In a statement from the Office of U.S. Senator Elizabeth Warren (D-Mass.), a copy of which reached ZoomHaitiNews Editorial Office on Thursday, October 27, 2022, the congresswoman informs that she has sent a letter to the Consumer Financial Protection Bureau (CFPB) in the United States, which summarizes the findings of her investigation conducted on the platform <<Peer-to-Peer Zelle>> belonging to Banks, and revealing numerous cases of fraud and scams that have been listed.

In the said document, Senator Warren states that she finds high rates of fraud and scams on the peer-to-peer platform Zelle. And what is most surprising is that not only is fraudulent activity growing on the platform, but banks are not refunding the vast majority of defrauded consumers, thus breaking their promises to their customers and potentially violating federal law. As a result, several banking institutions are then subject to legal action.

“My investigation, which is based on non-public information obtained from the banks that own and operate the platform, shows that Zelle is increasingly becoming a tool for bad actors to use the platform to scam consumers, while the major banks that own Zelle are doing little to stop them or provide recourse to their consumers,” the release reads.

Also important to the report, Senator Warren concludes that she has uncovered new data revealing that these banks are not refunding customers who dispute “unauthorized” Zelle payments, a potential violation of federal law and CFPB rules. In addition, the banks are not reimbursing the vast majority of cases where customers have been defrauded into making payments on Zelle.

The document also mentions the obligations of the institutions in connection with the development of transaction (payment) platforms. The CFPB has regulatory authority over peer-to-peer platforms like Zelle, and is reportedly considering issuing guidance clarifying the scope of “Regulation E.” The agency should act to clarify and strengthen “Regulation E,” and to include fraud within the scope of regulatory error resolution, the release continued.

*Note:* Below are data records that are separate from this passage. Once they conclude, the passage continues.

use std::collections::BTreeMap;

use comms::{
    card::Card,
    command::{self, UserCommand},
    event::{self, Event},
    transport,
};
use tokio::net::TcpListener;
use tokio_stream::StreamExt;

#[tokio::test]
async fn assert_server_client_transport() {
    // bind to an ephemeral port so parallel test runs do not collide
    let listener = TcpListener::bind("127.0.0.1:0")
        .await
        .expect("could not bind to a port");
    let url = format!("ws://{}", listener.local_addr().unwrap());

    let (server_collected_commands, client_collected_events) =
        tokio::join!(execute_server(listener), execute_client(&url));

    assert!(server_collected_commands.is_ok());
    assert!(client_collected_events.is_ok());

    assert_eq!(
        server_collected_commands.unwrap(),
        vec![
            UserCommand::Join(command::JoinCommand {
                name: "alice".into(),
            }),
            UserCommand::Vote(command::VoteCommand {
                name: "alice".into(),
                value: 8,
            }),
        ]
    );

    assert_eq!(
        client_collected_events.unwrap(),
        vec![Event::VotesUpdated(event::VotesUpdatedEvent {
            votes: BTreeMap::from([("alice".to_string(), Card::try_from(5).unwrap())]),
        })]
    );
}

async fn execute_server(listener: TcpListener) -> anyhow::Result<Vec<command::UserCommand>> {
    // accept the only client connection we will have
    let tcp_stream = match listener.accept().await {
        Ok((tcp_stream, _addr)) => tcp_stream,
        Err(e) => return Err(anyhow::anyhow!("failed to accept client: {}", e)),
    };

    // upgrade the client connection and break it into higher level API for ease of use
    let (mut command_stream, mut event_writer) =
        transport::server::accept(tcp_stream, &["http://localhost:3000".to_string()]).await?;
    // store commands received from the client
    let mut collected_commands = Vec::new();

    // greet the client with the current votes
    event_writer
        .write(&Event::VotesUpdated(event::VotesUpdatedEvent {
            votes: BTreeMap::from([("alice".to_string(), Card::try_from(5).unwrap())]),
        }))
        .await?;

    // listen for commands from the client until the connection is closed
    while let Some(result) = command_stream.next().await {
        match result {
            // client has sent a valid command which we could read and parse
            Ok(command) => collected_commands.push(command),
            // the client closed the socket without waiting for our close frame
            Err(e) if !e.is_recoverable() => break,
            // client has sent a command which we could not parse
            Err(e) => return Err(anyhow::anyhow!("failed to read command: {}", e)),
        }
    }

    Ok(collected_commands)
}

async fn execute_client(url: &str) -> anyhow::Result<Vec<event::Event>> {
    // open a websocket connection and break it into higher level API for ease of use
    let (mut event_stream, mut command_writer) = transport::client::connect(url).await?;
    // store events received from the server
    let mut collected_events = Vec::new();

    // read the greeting from the server
    match event_stream.next().await {
        // server has sent a valid event which we could read and parse
        Some(Ok(event)) => collected_events.push(event),
        // server has sent an event which we could not read or parse
        Some(Err(e)) => return Err(anyhow::anyhow!("could not parse event: {}", e)),
        // server has closed the connection, return an error
        None => return Err(anyhow::anyhow!("server closed the connection")),
    }

    // send some commands to the server
    command_writer
        .write(&UserCommand::Join(command::JoinCommand {
            name: "alice".into(),
        }))
        .await?;

    command_writer
        .write(&UserCommand::Vote(command::VoteCommand {
            name: "alice".into(),
            value: 8,
        }))
        .await?;

    command_writer.close().await?;

    Ok(collected_events)
}
use std::fmt;

use nanoid::nanoid;

pub use self::error::IntentError;
pub use self::session_state::SessionState;
pub use self::session_store::SessionStore;

mod error;
mod session_state;
mod session_store;

/// Identifies a single client connection for the lifetime of its socket
#[derive(Debug, Clone, PartialEq, Eq, Hash)]
pub struct ConnectionId(String);

impl ConnectionId {
    /// Generate a random id, there is no login system to hand one out
    pub fn generate() -> Self {
        ConnectionId(nanoid!())
    }
}

impl From<&str> for ConnectionId {
    fn from(id: &str) -> Self {
        ConnectionId(String::from(id))
    }
}

impl fmt::Display for ConnectionId {
    fn fmt(&self, f: &mut fmt::Formatter<'_>) -> fmt::Result {
        f.write_str(&self.0)
    }
}
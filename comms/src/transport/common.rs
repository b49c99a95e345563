use std::pin::Pin;

use serde::de::DeserializeOwned;
use tokio_stream::Stream;
use tokio_tungstenite::tungstenite::{self, Message};

pub type BoxedStream<Item> = Pin<Box<dyn Stream<Item = Item> + Send>>;

/// Failure while reading a frame from the other side of the socket
#[derive(Debug, thiserror::Error)]
pub enum FrameError {
    /// The socket itself failed, no further frames will arrive
    #[error("websocket transport failed: {0}")]
    Transport(#[from] tungstenite::Error),
    /// A text frame arrived but did not hold a valid document, the socket is still usable
    #[error("could not parse frame: {0}")]
    Malformed(#[from] serde_json::Error),
}

impl FrameError {
    /// Whether the connection can keep being read after this error
    pub fn is_recoverable(&self) -> bool {
        matches!(self, FrameError::Malformed(_))
    }
}

/// Turns a raw websocket frame into a typed document.
/// Control and binary frames carry no documents and are skipped.
pub(super) fn parse_frame<T: DeserializeOwned>(
    frame: Result<Message, tungstenite::Error>,
) -> Option<Result<T, FrameError>> {
    match frame {
        Ok(Message::Text(text)) => Some(serde_json::from_str::<T>(text.as_str()).map_err(Into::into)),
        Ok(_) => None,
        Err(err) => Some(Err(err.into())),
    }
}

/// Serializes a document into a text frame
pub(super) fn to_frame<T: serde::Serialize>(document: &T) -> serde_json::Result<Message> {
    Ok(Message::text(serde_json::to_string(document)?))
}
use std::sync::Arc;

use anyhow::Context;
use poker_server::{config::ServerConfig, server, store::SessionStore};
use tokio::{
    net::TcpListener,
    signal::unix::{signal, SignalKind},
    sync::broadcast,
};
use tracing::info;

#[tokio::main]
async fn main() -> anyhow::Result<()> {
    init_tracing();

    let config = Arc::new(ServerConfig::from_env().context("invalid server configuration")?);
    let store = Arc::new(SessionStore::new());

    let mut interrupt =
        signal(SignalKind::interrupt()).context("failed to create interrupt signal stream")?;
    let listener = TcpListener::bind(config.bind_addr())
        .await
        .with_context(|| format!("could not bind to {}", config.bind_addr()))?;
    let (quit_tx, quit_rx) = broadcast::channel::<()>(1);

    tokio::spawn(async move {
        interrupt.recv().await;
        let _ = quit_tx.send(());
    });

    info!(
        addr = %listener.local_addr()?,
        allowed_origins = ?config.allowed_origins,
        "Server is running"
    );
    server::serve(listener, store, config, quit_rx).await?;
    info!("Server shut down");

    Ok(())
}

fn init_tracing() {
    use tracing_subscriber::EnvFilter;

    tracing_subscriber::fmt()
        .with_env_filter(
            EnvFilter::try_from_default_env()
                .unwrap_or_else(|_| EnvFilter::new("poker_server=info,warn")),
        )
        .with_target(false)
        .init();
}
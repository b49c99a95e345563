use std::{sync::Arc, time::Duration};

use comms::{
    card::Card,
    command::{JoinCommand, LeaveCommand, RequestSnapshotCommand, ResetCommand, UserCommand, VoteCommand},
    event::{Event, RejectionReason},
    mirror::SessionMirror,
    transport::{
        self,
        client::{CommandWriter, EventStream},
    },
};
use poker_server::{config::ServerConfig, server, store::SessionStore};
use tokio::{net::TcpListener, sync::broadcast};
use tokio_stream::StreamExt;
use tokio_tungstenite::tungstenite::{
    client::IntoClientRequest,
    http::{header, HeaderValue},
};

const TIMEOUT: Duration = Duration::from_secs(5);
const ALLOWED_ORIGIN: &str = "http://localhost:3000";

struct TestServer {
    url: String,
    store: Arc<SessionStore>,
    _quit_tx: broadcast::Sender<()>,
}

/// Boot a server on an ephemeral port
async fn boot_server() -> TestServer {
    let listener = TcpListener::bind("127.0.0.1:0").await.unwrap();
    let url = format!("ws://{}", listener.local_addr().unwrap());
    let store = Arc::new(SessionStore::new());
    let config = Arc::new(ServerConfig {
        allowed_origins: vec![ALLOWED_ORIGIN.to_string()],
        ..ServerConfig::default()
    });
    let (quit_tx, quit_rx) = broadcast::channel(1);

    tokio::spawn(server::serve(listener, store.clone(), config, quit_rx));

    TestServer {
        url,
        store,
        _quit_tx: quit_tx,
    }
}

/// A minimal session client: a socket and a mirror rebuilt from broadcasts
struct TestClient {
    events: EventStream,
    commands: CommandWriter,
    mirror: SessionMirror,
    rejections: Vec<RejectionReason>,
}

impl TestClient {
    async fn connect(server: &TestServer) -> Self {
        let (events, mut commands) = transport::client::connect(&server.url).await.unwrap();
        commands
            .write(&UserCommand::RequestSnapshot(RequestSnapshotCommand))
            .await
            .unwrap();

        TestClient {
            events,
            commands,
            mirror: SessionMirror::default(),
            rejections: Vec::new(),
        }
    }

    async fn send(&mut self, command: UserCommand) {
        self.commands.write(&command).await.unwrap();
    }

    async fn join(&mut self, name: &str) {
        self.send(UserCommand::Join(JoinCommand { name: name.into() }))
            .await;
    }

    async fn vote(&mut self, name: &str, value: u32) {
        self.send(UserCommand::Vote(VoteCommand {
            name: name.into(),
            value,
        }))
        .await;
    }

    /// Apply incoming events until the condition holds
    async fn sync_until(&mut self, condition: impl Fn(&TestClient) -> bool) {
        tokio::time::timeout(TIMEOUT, async {
            while !condition(self) {
                let event = self
                    .events
                    .next()
                    .await
                    .expect("server closed the connection")
                    .expect("could not read event");

                if let Event::IntentRejected(rejection) = &event {
                    self.rejections.push(rejection.reason);
                }
                self.mirror.apply(&event);
            }
        })
        .await
        .expect("timed out waiting for the session to sync");
    }
}

fn card(value: u32) -> Card {
    Card::try_from(value).unwrap()
}

#[tokio::test]
async fn every_client_sees_joins_and_votes() {
    let server = boot_server().await;
    let mut alice = TestClient::connect(&server).await;
    let mut bob = TestClient::connect(&server).await;

    alice.join("alice").await;
    bob.sync_until(|c| c.mirror.has_joined("alice")).await;
    bob.join("bob").await;
    alice.vote("alice", 3).await;
    bob.vote("bob", 5).await;

    for client in [&mut alice, &mut bob] {
        // alice's vote may land before bob's join, so wait for both participants too
        client
            .sync_until(|c| c.mirror.participants().len() == 2 && c.mirror.all_votes_submitted())
            .await;

        assert_eq!(client.mirror.participants(), ["alice", "bob"]);
        assert_eq!(client.mirror.vote_of("alice"), Some(card(3)));
        assert_eq!(client.mirror.average_vote(), Some(4.0));
    }
}

#[tokio::test]
async fn reset_clears_votes_but_keeps_participants() {
    let server = boot_server().await;
    let mut alice = TestClient::connect(&server).await;

    alice.join("alice").await;
    alice.vote("alice", 8).await;
    alice.sync_until(|c| c.mirror.vote_of("alice").is_some()).await;
    alice.send(UserCommand::Reset(ResetCommand)).await;
    alice.sync_until(|c| c.mirror.votes().is_empty()).await;

    assert_eq!(alice.mirror.participants(), ["alice"]);
    assert!(!alice.mirror.all_votes_submitted());
}

#[tokio::test]
async fn duplicate_join_is_rejected_for_the_sender_only() {
    let server = boot_server().await;
    let mut first_tab = TestClient::connect(&server).await;
    let mut second_tab = TestClient::connect(&server).await;

    first_tab.join("alice").await;
    second_tab.sync_until(|c| c.mirror.has_joined("alice")).await;
    second_tab.join("alice").await;
    second_tab.sync_until(|c| !c.rejections.is_empty()).await;

    assert_eq!(second_tab.rejections, vec![RejectionReason::NameTaken]);
    assert_eq!(second_tab.mirror.participants(), ["alice"]);

    // the first tab keeps working and never heard about the rejection
    first_tab.vote("alice", 1).await;
    first_tab.sync_until(|c| c.mirror.vote_of("alice").is_some()).await;
    assert!(first_tab.rejections.is_empty());
}

#[tokio::test]
async fn invalid_votes_are_rejected() {
    let server = boot_server().await;
    let mut client = TestClient::connect(&server).await;

    client.vote("nobody", 5).await;
    client.join("carol").await;
    client.vote("carol", 7).await;
    client.sync_until(|c| c.rejections.len() == 2).await;

    assert_eq!(
        client.rejections,
        vec![
            RejectionReason::UnknownParticipant,
            RejectionReason::InvalidCard
        ]
    );
    assert!(client.mirror.votes().is_empty());
}

#[tokio::test]
async fn leaving_and_disconnecting_remove_participants() {
    let server = boot_server().await;
    let mut alice = TestClient::connect(&server).await;
    let mut bob = TestClient::connect(&server).await;

    alice.join("alice").await;
    alice.join("alice-2").await;
    alice.vote("alice", 13).await;
    bob.sync_until(|c| c.mirror.vote_of("alice").is_some()).await;

    alice
        .send(UserCommand::Leave(LeaveCommand {
            name: "alice-2".into(),
        }))
        .await;
    bob.sync_until(|c| c.mirror.participants() == ["alice"]).await;
    assert_eq!(bob.mirror.vote_of("alice"), Some(card(13)));

    // a removal broadcasts participants and then votes, wait for both halves
    drop(alice);
    bob.sync_until(|c| c.mirror.participants().is_empty() && c.mirror.votes().is_empty())
        .await;

    let mut expected = SessionMirror::default();
    for event in server.store.snapshot().await {
        expected.apply(&event);
    }
    assert_eq!(bob.mirror, expected);
}

#[tokio::test]
async fn late_client_converges_through_a_snapshot() {
    let server = boot_server().await;
    let mut alice = TestClient::connect(&server).await;

    alice.join("alice").await;
    alice.join("bob").await;
    alice.vote("bob", 20).await;
    alice.sync_until(|c| c.mirror.vote_of("bob").is_some()).await;

    // a client that missed everything asks for a snapshot on connect
    let mut latecomer = TestClient::connect(&server).await;
    latecomer
        .sync_until(|c| c.mirror.vote_of("bob").is_some())
        .await;

    assert_eq!(latecomer.mirror, alice.mirror);

    let mut expected = SessionMirror::default();
    for event in server.store.snapshot().await {
        expected.apply(&event);
    }
    assert_eq!(latecomer.mirror, expected);
}

#[tokio::test]
async fn foreign_browser_origin_is_refused() {
    let server = boot_server().await;

    let mut request = server.url.as_str().into_client_request().unwrap();
    request
        .headers_mut()
        .insert(header::ORIGIN, HeaderValue::from_static("http://evil.example"));
    assert!(tokio_tungstenite::connect_async(request).await.is_err());

    let mut request = server.url.as_str().into_client_request().unwrap();
    request
        .headers_mut()
        .insert(header::ORIGIN, HeaderValue::from_static(ALLOWED_ORIGIN));
    assert!(tokio_tungstenite::connect_async(request).await.is_ok());
}
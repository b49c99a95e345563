/// Environment driven server configuration
pub mod config;
/// Per connection command handling and event forwarding
pub mod connection;
/// Accept loop with graceful shutdown
pub mod server;
/// The authoritative planning poker session
pub mod store;
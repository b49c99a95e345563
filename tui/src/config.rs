const SERVER_URL_KEY: &str = "POKER_SERVER_URL";
const DEFAULT_SERVER_URL: &str = "ws://localhost:3001";

/// Settings of the terminal client
#[derive(Debug, Clone, PartialEq)]
pub struct ClientConfig {
    /// WebSocket url of the session server
    pub server_url: String,
}

impl Default for ClientConfig {
    fn default() -> Self {
        ClientConfig {
            server_url: DEFAULT_SERVER_URL.to_string(),
        }
    }
}

impl ClientConfig {
    pub fn from_env() -> Self {
        Self::from_lookup(|key| std::env::var(key).ok())
    }

    pub fn from_lookup(lookup: impl Fn(&str) -> Option<String>) -> Self {
        let server_url = lookup(SERVER_URL_KEY)
            .map(|url| url.trim().to_string())
            .filter(|url| !url.is_empty())
            .unwrap_or_else(|| DEFAULT_SERVER_URL.to_string());

        ClientConfig { server_url }
    }
}
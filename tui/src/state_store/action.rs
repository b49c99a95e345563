use comms::card::Card;

#[derive(Debug, Clone)]
pub enum Action {
    ConnectToServerRequest { addr: String },
    Join { name: String },
    Vote { card: Card },
    Reset,
    Leave,
    SetTaskDescription { text: String },
    Exit,
}
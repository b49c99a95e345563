use std::{net::SocketAddr, sync::Arc};

use comms::transport::{
    self,
    server::{CommandStream, EventWriter},
};
use tokio::{net::TcpStream, sync::broadcast};
use tokio_stream::StreamExt;
use tracing::{debug, info, warn};

use crate::{
    config::ServerConfig,
    store::{ConnectionId, SessionStore},
};

use self::poker_connection::PokerConnection;

mod poker_connection;

/// Given a tcp stream and the session store, handles a single client connection
/// until the client closes the socket, the socket fails, or the server shuts down.
///
/// Whatever happens, participants joined through this connection leave the session afterwards.
pub async fn handle_connection(
    store: Arc<SessionStore>,
    config: Arc<ServerConfig>,
    quit_rx: broadcast::Receiver<()>,
    stream: TcpStream,
    peer: SocketAddr,
) -> anyhow::Result<()> {
    // Upgrade to a websocket, browsers from unknown origins are turned away here
    let (commands, event_writer) =
        transport::server::accept(stream, &config.allowed_origins).await?;

    let connection = PokerConnection::new(ConnectionId::generate(), store);
    info!(connection = %connection.connection_id(), %peer, "client connected");

    let (connection, result) = serve_connection(connection, commands, event_writer, quit_rx).await;
    connection.disconnect().await;

    result
}

async fn serve_connection(
    mut connection: PokerConnection,
    mut commands: CommandStream,
    mut event_writer: EventWriter,
    mut quit_rx: broadcast::Receiver<()>,
) -> (PokerConnection, anyhow::Result<()>) {
    let result = loop {
        tokio::select! {
            cmd = commands.next() => match cmd {
                // The client closed the socket
                None => break Ok(()),
                Some(Ok(cmd)) => {
                    debug!(connection = %connection.connection_id(), ?cmd, "received command");
                    connection.handle_user_command(cmd).await;
                }
                // A frame we could not understand, could be a bug in the client or breaking api changes
                Some(Err(err)) if err.is_recoverable() => {
                    warn!(connection = %connection.connection_id(), %err, "ignoring malformed frame");
                }
                Some(Err(err)) => {
                    debug!(connection = %connection.connection_id(), %err, "socket failed");
                    break Ok(());
                }
            },
            // Updates and replies are sent to the client in the order they happened
            Some(event) = connection.recv() => {
                if let Err(err) = event_writer.write(&event).await {
                    break Err(err);
                }
            }
            // The server is shutting down, close the socket politely
            Ok(_) = quit_rx.recv() => {
                let _ = event_writer.close().await;
                info!(connection = %connection.connection_id(), "closing connection for shutdown");
                break Ok(());
            }
        }
    };

    (connection, result)
}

Senator Warren added, “As the CFPB considers action on this issue, the results of my investigation reveal that the agency must strengthen consumer protections on peer-to-peer platforms like Zelle.” “The increasing volume of fraud and scams – combined with banks’ failure to compensate consumers in more than 90 percent of authorized scams and nearly 50 percent of unauthorized scams – is a violation of banks’ responsibilities to their consumers and is not consistent with the goals of Regulation E.”
This suggests that several banking institutions in the U.S. and elsewhere are therefore not exempt from prosecution by Justice.

It is worth noting that over the past six months, Senators Warren, Bob Menendez (D-N.J.) and Jack Reed (D-R.I.) have sent oversight letters requesting information about fraudulent transactions on Zelle. In April 2022, Senator Warren sent a letter to Early Warning Services requesting the company disclose the number of fraud reports it had received from users since the beginning of 2018. Early Warning Services provided little data on the volume of fraudulent transactions occurring on Zelle. In July 2022, Senators Warren, Menendez, and Reed subsequently sent letters to each of the banks that own Zelle’s parent company requesting information about the Zelle scams and frauds its customers reported to them. With the exception of Truist, the affected banks that testified provided little or no information requested by lawmakers, until Senators Warren and Menendez again pressed bank CEOs for the information at the September hearing on banking, housing and urban affairs in Uncle Sam.

This will cause a lot of turmoil among consumers, until the US Congress can decide on this case, which casts doubt on the reliability of the Zelle platform, which generates more than a million users worldwide.